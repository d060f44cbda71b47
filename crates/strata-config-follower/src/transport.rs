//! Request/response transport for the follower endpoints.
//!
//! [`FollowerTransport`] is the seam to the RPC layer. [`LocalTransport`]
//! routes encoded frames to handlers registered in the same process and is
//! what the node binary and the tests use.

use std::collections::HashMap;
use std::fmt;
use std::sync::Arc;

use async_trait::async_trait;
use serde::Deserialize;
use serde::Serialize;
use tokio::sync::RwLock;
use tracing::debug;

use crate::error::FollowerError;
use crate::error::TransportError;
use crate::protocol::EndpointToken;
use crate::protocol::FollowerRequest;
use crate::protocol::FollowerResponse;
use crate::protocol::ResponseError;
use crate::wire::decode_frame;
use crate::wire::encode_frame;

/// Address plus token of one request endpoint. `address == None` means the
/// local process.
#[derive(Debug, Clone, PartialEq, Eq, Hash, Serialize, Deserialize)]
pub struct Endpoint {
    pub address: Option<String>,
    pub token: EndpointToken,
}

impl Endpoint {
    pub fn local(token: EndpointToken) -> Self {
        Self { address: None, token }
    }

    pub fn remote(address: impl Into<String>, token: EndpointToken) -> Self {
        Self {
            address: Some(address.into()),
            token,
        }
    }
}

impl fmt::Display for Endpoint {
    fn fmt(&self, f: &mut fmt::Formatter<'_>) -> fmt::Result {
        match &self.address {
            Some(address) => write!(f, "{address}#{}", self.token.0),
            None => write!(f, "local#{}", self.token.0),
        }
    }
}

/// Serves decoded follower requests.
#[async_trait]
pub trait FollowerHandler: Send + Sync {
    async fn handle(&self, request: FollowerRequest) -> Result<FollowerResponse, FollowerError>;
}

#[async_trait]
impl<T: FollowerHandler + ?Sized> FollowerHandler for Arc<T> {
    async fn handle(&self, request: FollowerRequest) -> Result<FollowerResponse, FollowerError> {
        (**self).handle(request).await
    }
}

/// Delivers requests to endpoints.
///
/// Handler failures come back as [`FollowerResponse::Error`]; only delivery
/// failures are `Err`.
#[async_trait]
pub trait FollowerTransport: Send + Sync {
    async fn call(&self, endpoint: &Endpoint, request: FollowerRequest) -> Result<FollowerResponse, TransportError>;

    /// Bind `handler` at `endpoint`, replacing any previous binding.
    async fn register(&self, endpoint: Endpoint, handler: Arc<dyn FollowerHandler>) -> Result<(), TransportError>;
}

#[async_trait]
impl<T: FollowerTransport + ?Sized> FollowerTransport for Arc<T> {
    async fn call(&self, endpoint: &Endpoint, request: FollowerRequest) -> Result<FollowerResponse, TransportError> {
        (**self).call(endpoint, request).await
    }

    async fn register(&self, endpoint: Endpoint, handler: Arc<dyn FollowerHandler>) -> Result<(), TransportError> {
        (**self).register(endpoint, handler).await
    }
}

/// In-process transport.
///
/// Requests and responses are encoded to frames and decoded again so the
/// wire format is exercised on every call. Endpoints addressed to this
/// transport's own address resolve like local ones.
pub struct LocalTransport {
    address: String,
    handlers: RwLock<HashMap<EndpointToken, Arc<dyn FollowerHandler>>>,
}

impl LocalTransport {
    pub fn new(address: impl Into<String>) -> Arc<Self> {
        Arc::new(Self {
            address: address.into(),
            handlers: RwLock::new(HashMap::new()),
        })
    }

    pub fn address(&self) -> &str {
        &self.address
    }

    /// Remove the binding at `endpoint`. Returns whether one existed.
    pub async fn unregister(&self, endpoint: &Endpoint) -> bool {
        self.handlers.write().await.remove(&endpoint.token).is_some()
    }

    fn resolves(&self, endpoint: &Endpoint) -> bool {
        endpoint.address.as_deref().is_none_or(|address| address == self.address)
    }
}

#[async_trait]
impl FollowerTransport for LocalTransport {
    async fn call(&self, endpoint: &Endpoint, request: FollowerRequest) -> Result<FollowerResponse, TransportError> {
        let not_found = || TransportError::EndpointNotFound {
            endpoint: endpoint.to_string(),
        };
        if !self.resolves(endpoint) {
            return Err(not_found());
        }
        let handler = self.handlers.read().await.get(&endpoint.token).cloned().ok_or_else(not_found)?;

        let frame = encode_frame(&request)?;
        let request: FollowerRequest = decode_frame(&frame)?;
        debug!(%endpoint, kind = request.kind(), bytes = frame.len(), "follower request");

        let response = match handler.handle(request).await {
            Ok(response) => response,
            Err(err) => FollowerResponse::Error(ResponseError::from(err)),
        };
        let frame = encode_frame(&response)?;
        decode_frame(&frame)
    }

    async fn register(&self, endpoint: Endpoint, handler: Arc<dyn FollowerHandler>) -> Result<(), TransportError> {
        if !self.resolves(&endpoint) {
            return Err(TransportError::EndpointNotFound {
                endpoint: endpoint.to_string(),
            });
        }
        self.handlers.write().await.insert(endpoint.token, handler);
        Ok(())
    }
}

━━━

▶ _Your goal_: In the listing, find each line with the string "FollowerRequest" and copy it.

▶ _Exercise output_:
use crate::protocol::FollowerRequest;
    async fn handle(&self, request: FollowerRequest) -> Result<FollowerResponse, FollowerError>;
    async fn handle(&self, request: FollowerRequest) -> Result<FollowerResponse, FollowerError> {
    async fn call(&self, endpoint: &Endpoint, request: FollowerRequest) -> Result<FollowerResponse, TransportError>;
    async fn call(&self, endpoint: &Endpoint, request: FollowerRequest) -> Result<FollowerResponse, TransportError> {
    async fn call(&self, endpoint: &Endpoint, request: FollowerRequest) -> Result<FollowerResponse, TransportError> {
        let request: FollowerRequest = decode_frame(&frame)?;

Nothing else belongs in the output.